→ **Exercise prompt**
There is one span to output from the data below: the lines starting at the line with "self.pages.lock().unwrap().get(&page_id).map(|(b, _)| b.clone())" and ending at the line with "let mut pages". Output it exactly, ends included, nothing more.

Saved entries:

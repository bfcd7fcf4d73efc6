//! Redo phase.
//!
//! Repeats history: every update and CLR whose effect is not already on
//! disk is re-applied, so the post-Redo state is exactly the state at crash
//! time. A record is applied only when its page is in the dirty-page table,
//! the entry's `rec_lsn` does not exceed the record's LSN, and the page's
//! PageLSN is older than the record. The PageLSN test makes Redo
//! idempotent. Commits whose `End` was lost get one appended here.

use log::{debug, info};

use crate::core::common::errors::LogError;
use crate::core::common::types::{Lsn, PageId};
use crate::core::recovery::tables::{DirtyPageTable, TransactionTable};
use crate::core::storage::StorageEngine;
use crate::core::wal::log_record::LogRecord;
use crate::core::wal::log_tail::LogTail;

/// The Redo pass, applying after-images through the storage engine.
pub struct RedoPhase<'a> {
    tx_table: &'a mut TransactionTable,
    dirty_page_table: &'a DirtyPageTable,
    tail: &'a mut LogTail,
    engine: &'a dyn StorageEngine,
}

impl<'a> RedoPhase<'a> {
    pub fn new(
        tx_table: &'a mut TransactionTable,
        dirty_page_table: &'a DirtyPageTable,
        tail: &'a mut LogTail,
        engine: &'a dyn StorageEngine,
    ) -> Self {
        Self { tx_table, dirty_page_table, tail, engine }
    }

    /// Scan forward from the smallest `rec_lsn` in the dirty-page table. If
    /// no record carries that exact LSN the scan starts at the first record
    /// at or above it.
    ///
    /// Returns `StorageUnavailable` as soon as the engine refuses a page
    /// write; the caller retries recovery from the persisted log.
    pub fn run(&mut self, log: &[LogRecord]) -> Result<(), LogError> {
        let min_rec_lsn = self.dirty_page_table.min_rec_lsn().unwrap_or(Lsn(0));
        let start = log
            .iter()
            .position(|r| r.lsn() >= min_rec_lsn)
            .unwrap_or(log.len());
        info!(
            "redo starting at lsn {} ({} dirty pages)",
            min_rec_lsn.0,
            self.dirty_page_table.len()
        );

        let mut applied = 0usize;
        for record in &log[start..] {
            match record {
                LogRecord::Update { lsn, page_id, offset, after_image, .. }
                | LogRecord::Compensation { lsn, page_id, offset, after_image, .. } => {
                    if !self.must_apply(*page_id, *lsn) {
                        continue;
                    }
                    if !self.engine.page_write(*page_id, *offset, after_image, *lsn) {
                        return Err(LogError::StorageUnavailable(format!(
                            "page_write refused page {} during redo of lsn {}",
                            page_id.0, lsn.0
                        )));
                    }
                    debug!("redid {} lsn={} on page {}", record.kind(), lsn.0, page_id.0);
                    applied += 1;
                }
                LogRecord::Commit { lsn, tx_id, .. } if self.tx_table.contains(*tx_id) => {
                    // The commit made it to disk but its End did not: finish
                    // the termination the crash interrupted.
                    let end_lsn = self.engine.next_lsn();
                    self.tail.append(LogRecord::End {
                        lsn: end_lsn,
                        prev_lsn: Some(*lsn),
                        tx_id: *tx_id,
                    });
                    self.tx_table.remove(*tx_id);
                }
                _ => {}
            }
        }

        info!("redo complete: {applied} page writes");
        Ok(())
    }

    /// The three-condition test from the ARIES paper. A page that has never
    /// carried a PageLSN compares older than everything.
    fn must_apply(&self, page_id: PageId, lsn: Lsn) -> bool {
        self.dirty_page_table
            .rec_lsn(page_id)
            .map_or(false, |rec_lsn| rec_lsn <= lsn)
            && self.engine.page_lsn(page_id).map_or(true, |page_lsn| page_lsn < lsn)
    }
}

#[cfg(test)]
mod tests {
    use super::*;
    use crate::core::common::types::TransactionId;
    use crate::core::wal::log_record::TxStatus;
    use std::collections::HashMap;
    use std::sync::Mutex;

    #[derive(Default)]
    struct PageEngine {
        pages: Mutex<HashMap<PageId, (Vec<u8>, Lsn)>>,
        next: Mutex<u64>,
        refuse_writes: bool,
    }

    impl PageEngine {
        fn with_next_lsn(next: u64) -> Self {
            Self { next: Mutex::new(next), ..Self::default() }
        }

        fn set_page(&self, page_id: PageId, bytes: &[u8], lsn: Lsn) {
            self.pages.lock().unwrap().insert(page_id, (bytes.to_vec(), lsn));
        }

        fn page_bytes(&self, page_id: PageId) -> Option<Vec<u8>> {
            self.pages.lock().unwrap().get(&page_id).map(|(b, _)| b.clone())
        }
    }

    impl StorageEngine for PageEngine {
        fn next_lsn(&self) -> Lsn {
            let mut next = self.next.lock().unwrap();
            *next += 1;
            Lsn(*next)
        }
        fn update_log(&self, _line: &str) {}
        fn get_log(&self) -> String {
            String::new()
        }
        fn store_master(&self, _lsn: Lsn) {}
        fn get_master(&self) -> Option<Lsn> {
            None
        }
        fn page_write(&self, page_id: PageId, offset: usize, bytes: &[u8], lsn: Lsn) -> bool {
            if self.refuse_writes {
                return false;
            }
            let mut pages = self.pages.lock().unwrap();
            let (data, page_lsn) = pages.entry(page_id).or_insert_with(|| (Vec::new(), Lsn(0)));
            if data.len() < offset + bytes.len() {
                data.resize(offset + bytes.len(), 0);
            }
            data[offset..offset + bytes.len()].copy_from_slice(bytes);
            *page_lsn = lsn;
            true
        }
        fn page_lsn(&self, page_id: PageId) -> Option<Lsn> {
            let pages = self.pages.lock().unwrap();
            pages.get(&page_id).map(|(_, lsn)| *lsn).filter(|lsn| *lsn != Lsn(0))
        }
    }

    fn update(lsn: u64, tx: u64, page: u64, after: &[u8]) -> LogRecord {
        LogRecord::Update {
            lsn: Lsn(lsn),
            prev_lsn: None,
            tx_id: TransactionId(tx),
            page_id: PageId(page),
            offset: 0,
            before_image: b"A".to_vec(),
            after_image: after.to_vec(),
        }
    }

    #[test]
    fn applies_only_when_all_three_conditions_hold() {
        let engine = PageEngine::with_next_lsn(10);
        // Page 6's on-disk image already reflects lsn 2.
        engine.set_page(PageId(6), b"Z", Lsn(2));

        let mut dpt = DirtyPageTable::new();
        dpt.insert_if_absent(PageId(5), Lsn(1));
        dpt.insert_if_absent(PageId(6), Lsn(2));

        let log = vec![
            update(1, 1, 5, b"B"),
            update(2, 1, 6, b"C"),
            update(3, 1, 7, b"D"), // page 7 not dirty: skipped
        ];

        let mut tx_table = TransactionTable::new();
        let mut tail = LogTail::new();
        RedoPhase::new(&mut tx_table, &dpt, &mut tail, &engine).run(&log).unwrap();

        assert_eq!(engine.page_bytes(PageId(5)), Some(b"B".to_vec())); // applied
        assert_eq!(engine.page_bytes(PageId(6)), Some(b"Z".to_vec())); // PageLSN current
        assert_eq!(engine.page_bytes(PageId(7)), None); // not in dpt
    }

    #[test]
    fn skips_records_below_rec_lsn() {
        let engine = PageEngine::with_next_lsn(10);
        let mut dpt = DirtyPageTable::new();
        dpt.insert_if_absent(PageId(5), Lsn(3));

        let log = vec![update(2, 1, 5, b"B"), update(3, 1, 5, b"C")];

        let mut tx_table = TransactionTable::new();
        let mut tail = LogTail::new();
        RedoPhase::new(&mut tx_table, &dpt, &mut tail, &engine).run(&log).unwrap();

        // Only lsn 3 applied; the page was reloaded from disk after lsn 2.
        assert_eq!(engine.page_bytes(PageId(5)), Some(b"C".to_vec()));
        assert_eq!(engine.page_lsn(PageId(5)), Some(Lsn(3)));
    }

    #[test]
    fn commit_without_end_gets_terminated() {
        let engine = PageEngine::with_next_lsn(10);
        let mut dpt = DirtyPageTable::new();
        dpt.insert_if_absent(PageId(5), Lsn(1));

        let log = vec![
            update(1, 1, 5, b"B"),
            LogRecord::Commit { lsn: Lsn(2), prev_lsn: Some(Lsn(1)), tx_id: TransactionId(1) },
        ];

        let mut tx_table = TransactionTable::new();
        tx_table.upsert(TransactionId(1), Lsn(2), TxStatus::Committed);
        let mut tail = LogTail::new();
        RedoPhase::new(&mut tx_table, &dpt, &mut tail, &engine).run(&log).unwrap();

        assert!(tx_table.is_empty());
        assert_eq!(tail.len(), 1);
        match &tail.records()[0] {
            LogRecord::End { lsn, prev_lsn, tx_id } => {
                assert_eq!(*lsn, Lsn(11));
                assert_eq!(*prev_lsn, Some(Lsn(2)));
                assert_eq!(*tx_id, TransactionId(1));
            }
            other => panic!("expected End, got {other:?}"),
        }
    }

    #[test]
    fn refused_page_write_aborts_redo() {
        let engine = PageEngine { refuse_writes: true, ..PageEngine::with_next_lsn(10) };
        let mut dpt = DirtyPageTable::new();
        dpt.insert_if_absent(PageId(5), Lsn(1));

        let log = vec![update(1, 1, 5, b"B")];

        let mut tx_table = TransactionTable::new();
        let mut tail = LogTail::new();
        let err = RedoPhase::new(&mut tx_table, &dpt, &mut tail, &engine)
            .run(&log)
            .unwrap_err();
        assert!(matches!(err, LogError::StorageUnavailable(_)));
    }

    #[test]
    fn rerunning_redo_is_idempotent() {
        let engine = PageEngine::with_next_lsn(10);
        let mut dpt = DirtyPageTable::new();
        dpt.insert_if_absent(PageId(5), Lsn(1));

        let log = vec![update(1, 1, 5, b"B")];

        let mut tx_table = TransactionTable::new();
        let mut tail = LogTail::new();
        RedoPhase::new(&mut tx_table, &dpt, &mut tail, &engine).run(&log).unwrap();
        let after_first = engine.page_bytes(PageId(5));
        let lsn_after_first = engine.page_lsn(PageId(5));

        RedoPhase::new(&mut tx_table, &dpt, &mut tail, &engine).run(&log).unwrap();
        assert_eq!(engine.page_bytes(PageId(5)), after_first);
        assert_eq!(engine.page_lsn(PageId(5)), lsn_after_first);
    }
}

→ **Written answer**
            self.pages.lock().unwrap().get(&page_id).map(|(b, _)| b.clone())
        }
    }

    impl StorageEngine for PageEngine {
        fn next_lsn(&self) -> Lsn {
            let mut next = self.next.lock().unwrap();
            *next += 1;
            Lsn(*next)
        }
        fn update_log(&self, _line: &str) {}
        fn get_log(&self) -> String {
            String::new()
        }
        fn store_master(&self, _lsn: Lsn) {}
        fn get_master(&self) -> Option<Lsn> {
            None
        }
        fn page_write(&self, page_id: PageId, offset: usize, bytes: &[u8], lsn: Lsn) -> bool {
            if self.refuse_writes {
                return false;
            }
            let mut pages = self.pages.lock().unwrap();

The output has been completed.